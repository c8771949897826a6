//! Per-sale commission derivation.
//!
//! One confirmed sale can pay out to several members of the upline at once.
//! Each policy step below is independent; the engine always runs all five
//! and concatenates whatever they emit.

use super::domain::{CommissionEntry, CommissionKind, Rank, Reseller, Sale};
use super::eligibility::{bd_service_fee_tier, group_override_tier};
use super::hierarchy::HierarchySnapshot;
use super::rules::{apply_rate, RuleConfig};

/// Stateless evaluator binding one hierarchy snapshot to one rule table.
/// Every `commissions_for_sale` call is side-effect-free, so sales may be
/// evaluated in any order or in parallel.
pub struct CommissionEngine<'a> {
    snapshot: &'a HierarchySnapshot,
    config: &'a RuleConfig,
}

impl<'a> CommissionEngine<'a> {
    pub fn new(snapshot: &'a HierarchySnapshot, config: &'a RuleConfig) -> Self {
        Self { snapshot, config }
    }

    /// Every commission entry the sale generates, in policy order. A seller
    /// missing from the snapshot or flagged inactive earns nothing at all,
    /// discount included; that is intended policy, not an error.
    pub fn commissions_for_sale(&self, sale: &Sale) -> Vec<CommissionEntry> {
        let Some(reseller) = self.snapshot.lookup(&sale.reseller_id) else {
            return Vec::new();
        };
        if !reseller.active {
            return Vec::new();
        }

        let mut entries = Vec::new();
        self.outright_discount(sale, reseller, &mut entries);
        self.group_override(sale, reseller, &mut entries);
        self.lifetime_incentive(sale, reseller, &mut entries);
        self.bd_service_fees(sale, reseller, &mut entries);
        self.bd_override(sale, reseller, &mut entries);
        entries
    }

    /// The seller's own discount. Always emitted as the base record, even
    /// when the product/rank pair resolves to a zero rate.
    fn outright_discount(
        &self,
        sale: &Sale,
        reseller: &Reseller,
        entries: &mut Vec<CommissionEntry>,
    ) {
        let rate_bps = self.config.discount_rate_bps(&sale.product, reseller.rank);
        entries.push(CommissionEntry {
            recipient_id: reseller.id.clone(),
            recipient_name: reseller.name.clone(),
            kind: CommissionKind::OutrightDiscount,
            rate_bps,
            amount: apply_rate(sale.amount, rate_bps),
            sale_id: sale.id,
            tier: None,
            source_name: None,
        });
    }

    /// Group override on the sale amount for a tier-qualified IBO seller.
    fn group_override(
        &self,
        sale: &Sale,
        reseller: &Reseller,
        entries: &mut Vec<CommissionEntry>,
    ) {
        let Some(tier) = group_override_tier(reseller, self.snapshot, self.config) else {
            return;
        };
        entries.push(CommissionEntry {
            recipient_id: reseller.id.clone(),
            recipient_name: reseller.name.clone(),
            kind: CommissionKind::GroupOverride,
            rate_bps: tier.rate_bps,
            amount: apply_rate(sale.amount, tier.rate_bps),
            sale_id: sale.id,
            tier: Some(tier.name.label()),
            source_name: None,
        });
    }

    /// Lifetime incentive for the nearest upline IBO. The policy applies to
    /// IBO-to-IBO relationships only, and the payout fans out over every
    /// qualifying first-level IBO under the ancestor, not just the seller
    /// whose sale triggered it: one entry per qualifying child, each on that
    /// child's personal volume.
    fn lifetime_incentive(
        &self,
        sale: &Sale,
        reseller: &Reseller,
        entries: &mut Vec<CommissionEntry>,
    ) {
        if reseller.rank != Rank::IndependentBusinessOwner {
            return;
        }
        let Some(ancestor) = self.snapshot.walk_up(&reseller.id, |node| {
            node.rank == Rank::IndependentBusinessOwner
        }) else {
            return;
        };

        let policy = &self.config.lifetime_incentive;
        if ancestor.personal_volume < policy.min_self_volume
            || reseller.personal_volume < policy.min_downline_volume
        {
            return;
        }

        for child in self.snapshot.children(&ancestor.id) {
            if child.rank != Rank::IndependentBusinessOwner
                || child.personal_volume < policy.min_downline_volume
            {
                continue;
            }
            entries.push(CommissionEntry {
                recipient_id: ancestor.id.clone(),
                recipient_name: ancestor.name.clone(),
                kind: CommissionKind::LifetimeIncentive,
                rate_bps: policy.rate_bps,
                amount: apply_rate(child.personal_volume, policy.rate_bps),
                sale_id: sale.id,
                tier: None,
                source_name: Some(child.name.clone()),
            });
        }
    }

    /// Service fee for every qualifying BD up the chain. Unlike the other
    /// upline policies this one does not stop at the nearest match; each BD
    /// ancestor is evaluated on its own standing.
    fn bd_service_fees(
        &self,
        sale: &Sale,
        reseller: &Reseller,
        entries: &mut Vec<CommissionEntry>,
    ) {
        for ancestor in self.snapshot.ancestors(&reseller.id) {
            if ancestor.rank != Rank::BusinessDirector {
                continue;
            }
            let Some(tier) = bd_service_fee_tier(ancestor, self.snapshot, self.config) else {
                continue;
            };
            entries.push(CommissionEntry {
                recipient_id: ancestor.id.clone(),
                recipient_name: ancestor.name.clone(),
                kind: CommissionKind::BdServiceFee,
                rate_bps: tier.rate_bps,
                amount: apply_rate(sale.amount, tier.rate_bps),
                sale_id: sale.id,
                tier: Some(tier.level.label()),
                source_name: None,
            });
        }
    }

    /// Override for the nearest BD above a BD seller, on the seller's group
    /// volume. The walk stops at the first BD ancestor whether or not the
    /// joint volume condition holds.
    fn bd_override(&self, sale: &Sale, reseller: &Reseller, entries: &mut Vec<CommissionEntry>) {
        if reseller.rank != Rank::BusinessDirector {
            return;
        }
        let Some(ancestor) = self.snapshot.walk_up(&reseller.id, |node| {
            node.rank == Rank::BusinessDirector
        }) else {
            return;
        };

        let policy = &self.config.bd_override;
        if ancestor.group_volume < policy.min_group_volume_both
            || reseller.group_volume < policy.min_group_volume_both
        {
            return;
        }

        entries.push(CommissionEntry {
            recipient_id: ancestor.id.clone(),
            recipient_name: ancestor.name.clone(),
            kind: CommissionKind::BdOverride,
            rate_bps: policy.rate_bps,
            amount: apply_rate(reseller.group_volume, policy.rate_bps),
            sale_id: sale.id,
            tier: None,
            source_name: Some(reseller.name.clone()),
        });
    }
}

--- ASSIGNMENT ---
Each line of the material above needs repeating verbatim.

--- RESPONSE AREA ---
repository c8771949897826a6
//! Per-sale commission derivation.
//!
//! One confirmed sale can pay out to several members of the upline at once.
//! Each policy step below is independent; the engine always runs all five
//! and concatenates whatever they emit.

use super::domain::{CommissionEntry, CommissionKind, Rank, Reseller, Sale};
use super::eligibility::{bd_service_fee_tier, group_override_tier};
use super::hierarchy::HierarchySnapshot;
use super::rules::{apply_rate, RuleConfig};

/// Stateless evaluator binding one hierarchy snapshot to one rule table.
/// Every `commissions_for_sale` call is side-effect-free, so sales may be
/// evaluated in any order or in parallel.
pub struct CommissionEngine<'a> {
    snapshot: &'a HierarchySnapshot,
    config: &'a RuleConfig,
}

impl<'a> CommissionEngine<'a> {
    pub fn new(snapshot: &'a HierarchySnapshot, config: &'a RuleConfig) -> Self {
        Self { snapshot, config }
    }

    /// Every commission entry the sale generates, in policy order. A seller
    /// missing from the snapshot or flagged inactive earns nothing at all,
    /// discount included; that is intended policy, not an error.
    pub fn commissions_for_sale(&self, sale: &Sale) -> Vec<CommissionEntry> {
        let Some(reseller) = self.snapshot.lookup(&sale.reseller_id) else {
            return Vec::new();
        };
        if !reseller.active {
            return Vec::new();
        }

        let mut entries = Vec::new();
        self.outright_discount(sale, reseller, &mut entries);
        self.group_override(sale, reseller, &mut entries);
        self.lifetime_incentive(sale, reseller, &mut entries);
        self.bd_service_fees(sale, reseller, &mut entries);
        self.bd_override(sale, reseller, &mut entries);
        entries
    }

    /// The seller's own discount. Always emitted as the base record, even
    /// when the product/rank pair resolves to a zero rate.
    fn outright_discount(
        &self,
        sale: &Sale,
        reseller: &Reseller,
        entries: &mut Vec<CommissionEntry>,
    ) {
        let rate_bps = self.config.discount_rate_bps(&sale.product, reseller.rank);
        entries.push(CommissionEntry {
            recipient_id: reseller.id.clone(),
            recipient_name: reseller.name.clone(),
            kind: CommissionKind::OutrightDiscount,
            rate_bps,
            amount: apply_rate(sale.amount, rate_bps),
            sale_id: sale.id,
            tier: None,
            source_name: None,
        });
    }

    /// Group override on the sale amount for a tier-qualified IBO seller.
    fn group_override(
        &self,
        sale: &Sale,
        reseller: &Reseller,
        entries: &mut Vec<CommissionEntry>,
    ) {
        let Some(tier) = group_override_tier(reseller, self.snapshot, self.config) else {
            return;
        };
        entries.push(CommissionEntry {
            recipient_id: reseller.id.clone(),
            recipient_name: reseller.name.clone(),
            kind: CommissionKind::GroupOverride,
            rate_bps: tier.rate_bps,
            amount: apply_rate(sale.amount, tier.rate_bps),
            sale_id: sale.id,
            tier: Some(tier.name.label()),
            source_name: None,
        });
    }

    /// Lifetime incentive for the nearest upline IBO. The policy applies to
    /// IBO-to-IBO relationships only, and the payout fans out over every
    /// qualifying first-level IBO under the ancestor, not just the seller
    /// whose sale triggered it: one entry per qualifying child, each on that
    /// child's personal volume.
    fn lifetime_incentive(
        &self,
        sale: &Sale,
        reseller: &Reseller,
        entries: &mut Vec<CommissionEntry>,
    ) {
        if reseller.rank != Rank::IndependentBusinessOwner {
            return;
        }
        let Some(ancestor) = self.snapshot.walk_up(&reseller.id, |node| {
            node.rank == Rank::IndependentBusinessOwner
        }) else {
            return;
        };

        let policy = &self.config.lifetime_incentive;
        if ancestor.personal_volume < policy.min_self_volume
            || reseller.personal_volume < policy.min_downline_volume
        {
            return;
        }

        for child in self.snapshot.children(&ancestor.id) {
            if child.rank != Rank::IndependentBusinessOwner
                || child.personal_volume < policy.min_downline_volume
            {
                continue;
            }
            entries.push(CommissionEntry {
                recipient_id: ancestor.id.clone(),
                recipient_name: ancestor.name.clone(),
                kind: CommissionKind::LifetimeIncentive,
                rate_bps: policy.rate_bps,
                amount: apply_rate(child.personal_volume, policy.rate_bps),
                sale_id: sale.id,
                tier: None,
                source_name: Some(child.name.clone()),
            });
        }
    }

    /// Service fee for every qualifying BD up the chain. Unlike the other
    /// upline policies this one does not stop at the nearest match; each BD
    /// ancestor is evaluated on its own standing.
    fn bd_service_fees(
        &self,
        sale: &Sale,
        reseller: &Reseller,
        entries: &mut Vec<CommissionEntry>,
    ) {
        for ancestor in self.snapshot.ancestors(&reseller.id) {
            if ancestor.rank != Rank::BusinessDirector {
                continue;
            }
            let Some(tier) = bd_service_fee_tier(ancestor, self.snapshot, self.config) else {
                continue;
            };
            entries.push(CommissionEntry {
                recipient_id: ancestor.id.clone(),
                recipient_name: ancestor.name.clone(),
                kind: CommissionKind::BdServiceFee,
                rate_bps: tier.rate_bps,
                amount: apply_rate(sale.amount, tier.rate_bps),
                sale_id: sale.id,
                tier: Some(tier.level.label()),
                source_name: None,
            });
        }
    }

    /// Override for the nearest BD above a BD seller, on the seller's group
    /// volume. The walk stops at the first BD ancestor whether or not the
    /// joint volume condition holds.
    fn bd_override(&self, sale: &Sale, reseller: &Reseller, entries: &mut Vec<CommissionEntry>) {
        if reseller.rank != Rank::BusinessDirector {
            return;
        }
        let Some(ancestor) = self.snapshot.walk_up(&reseller.id, |node| {
            node.rank == Rank::BusinessDirector
        }) else {
            return;
        };

        let policy = &self.config.bd_override;
        if ancestor.group_volume < policy.min_group_volume_both
            || reseller.group_volume < policy.min_group_volume_both
        {
            return;
        }

        entries.push(CommissionEntry {
            recipient_id: ancestor.id.clone(),
            recipient_name: ancestor.name.clone(),
            kind: CommissionKind::BdOverride,
            rate_bps: policy.rate_bps,
            amount: apply_rate(reseller.group_volume, policy.rate_bps),
            sale_id: sale.id,
            tier: None,
            source_name: Some(reseller.name.clone()),
        });
    }
}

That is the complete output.